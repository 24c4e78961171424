//! Gemini API client.
//!
//! Thin reqwest wrapper over the Generative Language API. HTTP status and
//! API error payloads are mapped to `ChatError` variants here, at the
//! boundary, so nothing downstream re-parses message text.

use async_trait::async_trait;
use reqwest::{Client, StatusCode};
use serde_json::{json, Value};

use super::provider::LlmProvider;
use crate::config::GeminiConfig;
use crate::core::errors::ChatError;

#[derive(Clone)]
pub struct GeminiProvider {
    base_url: String,
    api_key: String,
    model: String,
    embedding_model: String,
    client: Client,
}

impl GeminiProvider {
    pub fn new(config: &GeminiConfig) -> Self {
        Self {
            base_url: config.base_url.trim_end_matches('/').to_string(),
            api_key: config.api_key.clone(),
            model: config.model.clone(),
            embedding_model: config.embedding_model.clone(),
            client: Client::new(),
        }
    }

    fn endpoint(&self, model: &str, method: &str) -> String {
        format!(
            "{}/models/{}:{}?key={}",
            self.base_url, model, method, self.api_key
        )
    }

    /// Map a non-success response to the tagged error kind.
    fn error_for(status: StatusCode, body: &str) -> ChatError {
        let lower = body.to_lowercase();
        match status {
            StatusCode::TOO_MANY_REQUESTS => ChatError::Quota(body.to_string()),
            StatusCode::UNAUTHORIZED | StatusCode::FORBIDDEN => {
                ChatError::Unauthorized(body.to_string())
            }
            StatusCode::NOT_FOUND if lower.contains("model") => {
                ChatError::ModelUnavailable(body.to_string())
            }
            _ if lower.contains("resource_exhausted") || lower.contains("quota") => {
                ChatError::Quota(body.to_string())
            }
            _ => ChatError::classify(format!("{}: {}", status, body)),
        }
    }

    async fn post(&self, url: &str, body: Value) -> Result<Value, ChatError> {
        let res = self
            .client
            .post(url)
            .json(&body)
            .send()
            .await
            .map_err(|err| ChatError::classify(err.to_string()))?;

        let status = res.status();
        if !status.is_success() {
            let text = res.text().await.unwrap_or_default();
            return Err(Self::error_for(status, &text));
        }

        res.json::<Value>()
            .await
            .map_err(|err| ChatError::classify(err.to_string()))
    }
}

#[async_trait]
impl LlmProvider for GeminiProvider {
    fn name(&self) -> &str {
        "gemini"
    }

    async fn generate(&self, prompt: &str) -> Result<String, ChatError> {
        let url = self.endpoint(&self.model, "generateContent");
        let body = json!({
            "contents": [{ "parts": [{ "text": prompt }] }]
        });

        let payload = self.post(&url, body).await?;

        payload["candidates"][0]["content"]["parts"][0]["text"]
            .as_str()
            .map(|text| text.trim().to_string())
            .ok_or_else(|| ChatError::Upstream("empty response from Gemini".to_string()))
    }

    async fn embed(&self, inputs: &[String]) -> Result<Vec<Vec<f32>>, ChatError> {
        if inputs.is_empty() {
            return Ok(Vec::new());
        }

        let url = self.endpoint(&self.embedding_model, "batchEmbedContents");
        let requests: Vec<Value> = inputs
            .iter()
            .map(|text| {
                json!({
                    "model": format!("models/{}", self.embedding_model),
                    "content": { "parts": [{ "text": text }] }
                })
            })
            .collect();

        let payload = self.post(&url, json!({ "requests": requests })).await?;

        let embeddings = payload["embeddings"]
            .as_array()
            .ok_or_else(|| ChatError::Upstream("malformed embedding response".to_string()))?
            .iter()
            .map(|item| {
                item["values"]
                    .as_array()
                    .map(|vals| {
                        vals.iter()
                            .filter_map(|v| v.as_f64().map(|f| f as f32))
                            .collect::<Vec<f32>>()
                    })
                    .ok_or_else(|| ChatError::Upstream("malformed embedding response".to_string()))
            })
            .collect::<Result<Vec<_>, _>>()?;

        if embeddings.len() != inputs.len() {
            return Err(ChatError::Upstream(format!(
                "expected {} embeddings, got {}",
                inputs.len(),
                embeddings.len()
            )));
        }

        Ok(embeddings)
    }
}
- - - - -
* _Work required_: A single number is the whole answer here: the number of lines in the data that include "collect".

* _Output below_: 3